# Développement .Net sur Mac



## iDavid84 (3 Juillet 2013)

Bonjour à tous,

Comme je l'indique sur ce poste, je souhaite acquérir un Mac afin de réaliser entre autre des développements .Net en montant une VM Windows Server sur laquelle je souhaite installer un SharePoint Server 2013 (en stand alone). 

Pourquoi un Mac dans ce cas ? Car j'ai toujours souhaité m'initier à l'environnement Mac et au développement iOS !! 
De plus je fais pas mal de développement Web et de traitement d'images !! Et paraît il que rien de vaut un Mac pour ça !! 

Certains d'entres vous ont ils déjà tenté l'expérience ? Sur quel type de Mac ? Sachant que mon besoin nécessite aussi de la mobilité !! 
Je pense qu'il est nécessaire de passer par de la virtualisation !! Des retours d'expériences sur une VM Windows Server ?

Pour ne pas doublonner mes infos, je vous laisse regarder mon premier poste sur les configurations possibles auxquelles j'ai pensé ! 

Merci bcp pour vos retours et votre aide sur ce choix ... Disons ... Appelien !!


----------



## Sizeof (10 Juillet 2013)

aller un petit


----------



## white_mike (10 Juillet 2013)

Tu as encore un PC chez toi ? Pourquoi ne pas laisser la version de WS que tu souhaites sur ton PC et t'y connecter à distance comme tu y pensais ? Et dans ce cas tu te prends le Mac Book qui te fait envie. 
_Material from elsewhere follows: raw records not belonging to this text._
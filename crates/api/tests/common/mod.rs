#![allow(dead_code)]

use axum::body::Body;
use axum::http::{Method, Request};
use axum::response::Response;
use axum::Router;
use http_body_util::BodyExt;
use sqlx::PgPool;
use tower::ServiceExt;

use catalog_api::config::ServerConfig;
use catalog_api::router::build_app_router;
use catalog_api::state::AppState;

/// Build a test `ServerConfig` with safe defaults.
///
/// Uses `http://localhost:5173` as CORS origin (matching the dev default)
/// and a 30-second request timeout.
pub fn test_config() -> ServerConfig {
    ServerConfig {
        host: "127.0.0.1".to_string(),
        port: 0,
        cors_origins: vec!["http://localhost:5173".to_string()],
        request_timeout_secs: 30,
        shutdown_timeout_secs: 30,
    }
}

/// Build the full application router with all middleware layers, using the
/// given database pool.
///
/// Clone the returned router for each request: clones share one
/// `AppState`, and therefore one category cache.
pub fn build_test_app(pool: PgPool) -> Router {
    let config = test_config();
    let state = AppState::new(pool, config.clone());
    build_app_router(state, &config)
}

/// Read a response body as JSON.
pub async fn body_json(response: Response) -> serde_json::Value {
    let bytes = response.into_body().collect().await.unwrap().to_bytes();
    serde_json::from_slice(&bytes).unwrap()
}

pub async fn get(app: Router, uri: &str) -> Response {
    send(app, Method::GET, uri, None).await
}

pub async fn delete(app: Router, uri: &str) -> Response {
    send(app, Method::DELETE, uri, None).await
}

pub async fn post_json(app: Router, uri: &str, body: serde_json::Value) -> Response {
    send(app, Method::POST, uri, Some(body)).await
}

pub async fn put_json(app: Router, uri: &str, body: serde_json::Value) -> Response {
    send(app, Method::PUT, uri, Some(body)).await
}

/// Send a body as-is, with an optional `content-type`.
pub async fn post_raw(
    app: Router,
    uri: &str,
    content_type: Option<&str>,
    body: &'static str,
) -> Response {
    let mut builder = Request::builder().method(Method::POST).uri(uri);
    if let Some(content_type) = content_type {
        builder = builder.header("content-type", content_type);
    }
    app.oneshot(builder.body(Body::from(body)).unwrap())
        .await
        .unwrap()
}

async fn send(
    app: Router,
    method: Method,
    uri: &str,
    body: Option<serde_json::Value>,
) -> Response {
    let builder = Request::builder().method(method).uri(uri);
    let request = match body {
        Some(json) => builder
            .header("content-type", "application/json")
            .body(Body::from(serde_json::to_vec(&json).unwrap()))
            .unwrap(),
        None => builder.body(Body::empty()).unwrap(),
    };
    app.oneshot(request).await.unwrap()
}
Toutefois attention avec le retina il me semble que tu ne sais rien changer. Tandis qu'avec les autres MBP tu peux les ouvrir ajouter de la RAM selon tes désirs ainsi qu'un SSD bien moins chère que ce que te facture Apple.
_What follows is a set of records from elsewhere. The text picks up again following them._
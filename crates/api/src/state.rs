use std::sync::Arc;

use crate::config::ServerConfig;
use crate::services::{CategoryCache, CategoryService};

/// Shared application state available to all Axum handlers via `State<AppState>`.
///
/// This is cheaply cloneable (inner data is behind `Arc` or is already `Clone`).
#[derive(Clone)]
pub struct AppState {
    /// Database connection pool.
    pub pool: catalog_db::DbPool,
    /// Server configuration.
    pub config: Arc<ServerConfig>,
    /// Category operations, sharing one read cache across requests.
    pub categories: CategoryService,
}

impl AppState {
    /// Wire up state around a pool, with a fresh, empty category cache.
    pub fn new(pool: catalog_db::DbPool, config: ServerConfig) -> Self {
        let categories = CategoryService::new(pool.clone(), Arc::new(CategoryCache::new()));
        Self {
            pool,
            config: Arc::new(config),
            categories,
        }
    }
}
Bête exemple sur le mini que je viens d'avoir si je voulais passer de 4 à 16Go je devrais débourser 300&#8364; de plus. Sauf que pour ce prix là j'ai 16Go de RAM + un SSD 256Go si je l'achète à part... A prendre en compte aussi donc !


----------



## Rez2a (11 Juillet 2013)

Perso à l'époque (2008) je faisais tourner sans peine OS X + un Windows XP avec Visual Studio en virtualisé pour du développement .NET, sur un MacBook 2.4 GHz avec 2 GB de RAM. Les besoins ont forcément dû monter un peu maintenant, perso aujourd'hui je te conseillerais un MBP Retina avec 8 GB de RAM et tu seras large. Et de mon point de vue un Mac est la meilleure machine pour développer, tout simplement parce que tu peux faire tourner les 3 types d'OS principaux dessus. À contrario, j'en connaissais pas mal en fac qui se sont sentis cons avec leurs PC portables quand ils ont voulu aborder le développement iOS


----------



## iDavid84 (20 Septembre 2013)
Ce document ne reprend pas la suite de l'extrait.